# duo temp pro has arrived



## muffs (Apr 27, 2017)

DTP has arrived and first impressons are its rather good, feel like the right choice was made, build quality is spot on. The smart grinder will arrive later as its out of stock, so when that arrives and I get some decent beans we can really see what this coffee maker can do.


----------



## Wes78 (Apr 18, 2017)

Let us know how you get on!


----------



## AndyJH (Apr 25, 2017)

Enjoy, only got mine a couple of weeks ago and still getting to grips with it all







For the price point I think they are great buys


----------



## Beth71 (Jan 4, 2017)

I've got the same combo. Looking forward to hearing how you get on with them too


----------



## muffs (Apr 27, 2017)

How frustrating the sage smart grinder is now not available until June, this is too long to wait!!!!!!!!!!!!


----------



## Wes78 (Apr 18, 2017)

muffs said:


> How frustrating the sage smart grinder is now not available until June, this is too long to wait!!!!!!!!!!!!


Crikey, can't you get it refunded and buy it yourself separate for a similar price?


----------



## muffs (Apr 27, 2017)

think its out of stock with supplier, guess the krups will have to keep us going.


----------



## jimbojohn55 (Jan 15, 2016)

I would be tempted to get a mignon and some scales for an extra £100 outlay - Ive not used the sage but a lot upgrade the grinder at some point as their next step.

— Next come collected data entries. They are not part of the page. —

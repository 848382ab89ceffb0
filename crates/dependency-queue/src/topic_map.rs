//! An insertion-ordered name → [`Topic`] map.
//!
//! Cycle detection's reported edge depends on map enumeration order (see
//! `validation.rs`), so a plain `HashMap` won't do — its iteration order is
//! unspecified and would make the cycle report a flaky implementation
//! detail instead of the stable, observable property the spec calls for.
//! This is a small hand-rolled structure in the same spirit as
//! `PredicateQueue`: a `Vec` for order plus a `HashMap` index for O(1)
//! lookup, with O(n) removal to keep the remaining entries in order.

use std::collections::HashMap;

use crate::config::NameComparer;
use crate::topic::Topic;

pub struct TopicMap<V> {
    comparer: NameComparer,
    order: Vec<(String, Topic<V>)>,
    index: HashMap<String, usize>,
}

impl<V> TopicMap<V> {
    pub fn new(comparer: NameComparer) -> Self {
        Self {
            comparer,
            order: Vec::new(),
            index: HashMap::new(),
        }
    }

    fn key(&self, name: &str) -> String {
        self.comparer.normalize(name)
    }

    pub fn get(&self, name: &str) -> Option<&Topic<V>> {
        self.index.get(&self.key(name)).map(|&i| &self.order[i].1)
    }

    pub fn get_mut(&mut self, name: &str) -> Option<&mut Topic<V>> {
        let key = self.key(name);
        self.index.get(&key).map(|&i| &mut self.order[i].1)
    }

    /// Returns the existing topic for `name`, creating and appending an
    /// empty one (at the end of insertion order) if absent.
    pub fn get_or_create(&mut self, name: &str) -> &mut Topic<V> {
        let key = self.key(name);
        if let Some(&i) = self.index.get(&key) {
            return &mut self.order[i].1;
        }
        let i = self.order.len();
        self.order.push((key.clone(), Topic::new(name.to_string())));
        self.index.insert(key, i);
        &mut self.order[i].1
    }

    /// Removes a topic entirely, returning it. Reindexes subsequent
    /// entries to keep lookups correct; preserves relative order of the
    /// remaining entries.
    pub fn remove(&mut self, name: &str) -> Option<Topic<V>> {
        let key = self.key(name);
        let i = self.index.remove(&key)?;
        let (_, topic) = self.order.remove(i);
        for (k, _) in self.order.iter().skip(i) {
            if let Some(slot) = self.index.get_mut(k) {
                *slot -= 1;
            }
        }
        Some(topic)
    }

    pub fn is_empty(&self) -> bool {
        self.order.is_empty()
    }

    pub fn len(&self) -> usize {
        self.order.len()
    }

    pub fn clear(&mut self) {
        self.order.clear();
        self.index.clear();
    }

    /// Iterates topics in insertion order.
    pub fn iter(&self) -> impl Iterator<Item = (&str, &Topic<V>)> {
        self.order.iter().map(|(k, t)| (k.as_str(), t))
    }
}
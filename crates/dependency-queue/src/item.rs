//! Named work records with mutable provides/requires topic sets.

use std::fmt;
use std::sync::Mutex;

use crate::error::{QueueError, Result};

/// A single unit of work tracked by a [`crate::Queue`].
///
/// An item always provides its own name, never requires its own name, and
/// keeps its provides/requires sets disjoint: adding a topic to one side
/// removes it from the other.
pub struct Item<V> {
    name: String,
    value: Option<V>,
    topics: Mutex<TopicSets>,
}

/// The mutable provides/requires sets, insertion-ordered.
///
/// Kept small and separate from `Item` so the invariant-enforcing mutators
/// in `impl Item` have a single place to lock.
#[derive(Default)]
struct TopicSets {
    provides: Vec<String>,
    requires: Vec<String>,
}

impl TopicSets {
    fn contains_provides(&self, name: &str) -> bool {
        self.provides.iter().any(|n| n == name)
    }

    fn contains_requires(&self, name: &str) -> bool {
        self.requires.iter().any(|n| n == name)
    }
}

impl<V> Item<V> {
    /// Builds a new item. `provides` always gains `name` even if the
    /// caller didn't list it explicitly; `requires` silently drops `name`
    /// if present (an item never requires itself).
    pub(crate) fn new(
        name: String,
        value: Option<V>,
        provides: Vec<String>,
        requires: Vec<String>,
    ) -> Self {
        let mut sets = TopicSets::default();
        sets.provides.push(name.clone());
        for p in provides {
            if !sets.contains_provides(&p) {
                sets.provides.push(p);
            }
        }
        for r in requires {
            if r == name {
                continue;
            }
            sets.provides.retain(|n| n != &r);
            if !sets.contains_requires(&r) {
                sets.requires.push(r);
            }
        }
        Self {
            name,
            value,
            topics: Mutex::new(sets),
        }
    }

    /// The item's name. Always present in `provides()`.
    pub fn name(&self) -> &str {
        &self.name
    }

    /// Borrows the item's payload, if any.
    pub fn value(&self) -> Option<&V> {
        self.value.as_ref()
    }

    /// A snapshot of the current provides set, in insertion order.
    pub fn provides(&self) -> Vec<String> {
        self.topics.lock().expect("item lock poisoned").provides.clone()
    }

    /// A snapshot of the current requires set, in insertion order.
    pub fn requires(&self) -> Vec<String> {
        self.topics.lock().expect("item lock poisoned").requires.clone()
    }

    /// True once every prerequisite has been worked off this item's
    /// requires set; items in this state belong in the ready queue.
    pub fn is_ready(&self) -> bool {
        self.topics.lock().expect("item lock poisoned").requires.is_empty()
    }

    /// Adds topic names to `provides`, removing each from `requires` first.
    pub fn add_provides<I, S>(&self, names: I) -> Result<()>
    where
        I: IntoIterator<Item = S>,
        S: Into<String>,
    {
        let mut sets = self.topics.lock().expect("item lock poisoned");
        for name in names {
            let name = name.into();
            if name.is_empty() {
                return Err(QueueError::InvalidArgument(
                    "topic name must not be empty".into(),
                ));
            }
            sets.requires.retain(|n| n != &name);
            if !sets.contains_provides(&name) {
                sets.provides.push(name);
            }
        }
        Ok(())
    }

    /// Adds topic names to `requires`, removing each from `provides` first.
    /// Adding the item's own name is silently discarded.
    pub fn add_requires<I, S>(&self, names: I) -> Result<()>
    where
        I: IntoIterator<Item = S>,
        S: Into<String>,
    {
        let mut sets = self.topics.lock().expect("item lock poisoned");
        for name in names {
            let name = name.into();
            if name.is_empty() {
                return Err(QueueError::InvalidArgument(
                    "topic name must not be empty".into(),
                ));
            }
            if name == self.name {
                continue;
            }
            sets.provides.retain(|n| n != &name);
            if !sets.contains_requires(&name) {
                sets.requires.push(name);
            }
        }
        Ok(())
    }

    /// Removes a topic name from `requires`. A no-op if absent.
    pub fn remove_requires(&self, name: &str) {
        let mut sets = self.topics.lock().expect("item lock poisoned");
        sets.requires.retain(|n| n != name);
    }
}

impl<V: fmt::Debug> fmt::Display for Item<V> {
    fn fmt(&self, f: &mut fmt::Formatter<'_>) -> fmt::Result {
        match &self.value {
            Some(v) => write!(f, "{} {{ {v:?} }}", self.name),
            None => write!(f, "{} {{ null }}", self.name),
        }
    }
}

impl<V: fmt::Debug> fmt::Debug for Item<V> {
    fn fmt(&self, f: &mut fmt::Formatter<'_>) -> fmt::Result {
        f.debug_struct("Item")
            .field("name", &self.name)
            .field("value", &self.value)
            .field("provides", &self.provides())
            .field("requires", &self.requires())
            .finish()
    }
}
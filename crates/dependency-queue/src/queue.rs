//! The queue core: owns items, topics, the ready set, and lifecycle state.

use std::sync::atomic::{AtomicBool, Ordering};
use std::sync::Arc;

use tokio_util::sync::CancellationToken;

use crate::builder::Builder;
use crate::config::QueueConfig;
use crate::error::{QueueError, Result, ValidationError};
use crate::item::Item;
use crate::monitor::Monitor;
use crate::predicate_queue::PredicateQueue;
use crate::topic_map::TopicMap;
use crate::validation;
use crate::view::View;

/// Internal, monitor-guarded state. Every field here is only ever touched
/// while holding `Queue::monitor`'s lock.
pub(crate) struct QueueState<V> {
    pub(crate) topics: TopicMap<V>,
    pub(crate) ready: PredicateQueue<Arc<Item<V>>>,
    pub(crate) valid: bool,
    pub(crate) ever_validated: bool,
    pub(crate) ending: bool,
}

/// A dependency-ordered work queue.
///
/// Producers call [`Queue::enqueue`] (or build through [`Queue::create_builder`])
/// in arbitrary order; consumers call [`Queue::dequeue`]/[`Queue::dequeue_async`]
/// repeatedly, each call blocking until an item whose prerequisites are
/// all [`Queue::complete`]d becomes available. See the crate docs for the
/// full lifecycle.
pub struct Queue<V> {
    config: QueueConfig,
    monitor: Monitor<QueueState<V>>,
    disposed: AtomicBool,
}
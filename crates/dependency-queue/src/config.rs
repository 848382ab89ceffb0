//! Tunables for a [`crate::Queue`]: the default re-poll interval and the
//! topic name comparer.
//!
//! The crate has no persisted or process-external state, so this is the
//! entire configuration surface — there is no config file format to parse.

use std::time::Duration;

/// How topic names are compared for equality.
///
/// The default is exact byte comparison. `CaseInsensitive` folds ASCII
/// case before comparing, which is enough for the common "topics are
/// identifiers" case without pulling in a full Unicode case-folding
/// dependency.
#[derive(Debug, Clone, Copy, PartialEq, Eq, Default)]
pub enum NameComparer {
    /// Exact byte-for-byte comparison (the default).
    #[default]
    ExactByte,
    /// ASCII case-insensitive comparison.
    CaseInsensitiveAscii,
}

impl NameComparer {
    /// Normalizes a name for use as a map key under this comparer.
    ///
    /// Both topic map keys and equality checks funnel through this so the
    /// comparer is applied consistently everywhere a name is looked up.
    pub fn normalize(&self, name: &str) -> String {
        match self {
            NameComparer::ExactByte => name.to_string(),
            NameComparer::CaseInsensitiveAscii => name.to_ascii_lowercase(),
        }
    }

    /// Returns true if two names are equal under this comparer.
    pub fn eq(&self, a: &str, b: &str) -> bool {
        self.normalize(a) == self.normalize(b)
    }
}

/// The minimum re-poll interval the queue will accept.
///
/// A zero interval would turn `dequeue`'s wait loop into a busy-wait; the
/// spec calls this out explicitly as forbidden.
pub const MIN_REPOLL_INTERVAL: Duration = Duration::from_millis(1);

/// The default re-poll interval: one second.
pub const DEFAULT_REPOLL_INTERVAL: Duration = Duration::from_secs(1);

/// Construction-time configuration for a [`crate::Queue`].
#[derive(Debug, Clone)]
pub struct QueueConfig {
    /// Comparer used for topic and item names.
    pub comparer: NameComparer,
    /// How long `dequeue`/`dequeue_async` wait between predicate
    /// re-evaluations when no pulse arrives. Clamped to at least
    /// [`MIN_REPOLL_INTERVAL`].
    pub repoll_interval: Duration,
}

impl Default for QueueConfig {
    fn default() -> Self {
        Self {
            comparer: NameComparer::default(),
            repoll_interval: DEFAULT_REPOLL_INTERVAL,
        }
    }
}

impl QueueConfig {
    /// Creates a config with the default comparer and re-poll interval.
    pub fn new() -> Self {
        Self::default()
    }

    /// Sets the name comparer.
    pub fn with_comparer(mut self, comparer: NameComparer) -> Self {
        self.comparer = comparer;
        self
    }

    /// Sets the re-poll interval, clamping it away from zero.
    pub fn with_repoll_interval(mut self, interval: Duration) -> Self {
        self.repoll_interval = interval.max(MIN_REPOLL_INTERVAL);
        self
    }
}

https://www.bellabarista.co.uk/eureka-mignon-instantaneo-grinder-auto-manual-silver.html


----------



## muffs (Apr 27, 2017)

jimbojohn55 said:


> I would be tempted to get a mignon and some scales for an extra £100 outlay - Ive not used the sage but a lot upgrade the grinder at some point as their next step.
> 
> https://www.bellabarista.co.uk/eureka-mignon-instantaneo-grinder-auto-manual-silver.html


We have just upgraded from a Maggimix expresso machine and never knew have the stuff I did until I researched coffee machines and found this forum. We were using pregound mainly etc, didnt know about weight/extraction times, so the sage pro grinder and our newly found knowledge will be a huge upgrade from where we were to keep us going for plenty of time.


----------



## mctrials23 (May 8, 2017)

Just got myself one of these secondhand to go with a smart grinder pro I have had for a few months. Just made my first coffee on it and it was nice. I completely cocked up the whole process and it still turned out OK. Used the same grind as i've used on the aeropress by accident, didn't time the shot at all (seemed to come out a little quickly) and the less said about my milk frothing the better. All in all though it was a tasty drink. Looking forward to actually using it properly.


----------



## JimBean1 (Apr 11, 2016)

I love my DTP and mignon setup. Paired with Redber winter blend and some practise and I'm loving the results.


----------



## kennyboy993 (Jan 23, 2017)

JimBean1 said:


> I love my DTP and mignon setup. Paired with Redber winter blend and some practise and I'm loving the results.
> 
> View attachment 26755


Wow looks great Jim - makes me want to steal a sip! Wish I could learn latte art


----------



## MildredM (Feb 13, 2017)

Looks great - coffee, latte art and the cup!


----------



## muffs (Apr 27, 2017)

JimBean1 said:


> I love my DTP and mignon setup. Paired with Redber winter blend and some practise and I'm loving the results.
> 
> View attachment 26755


Nice!


----------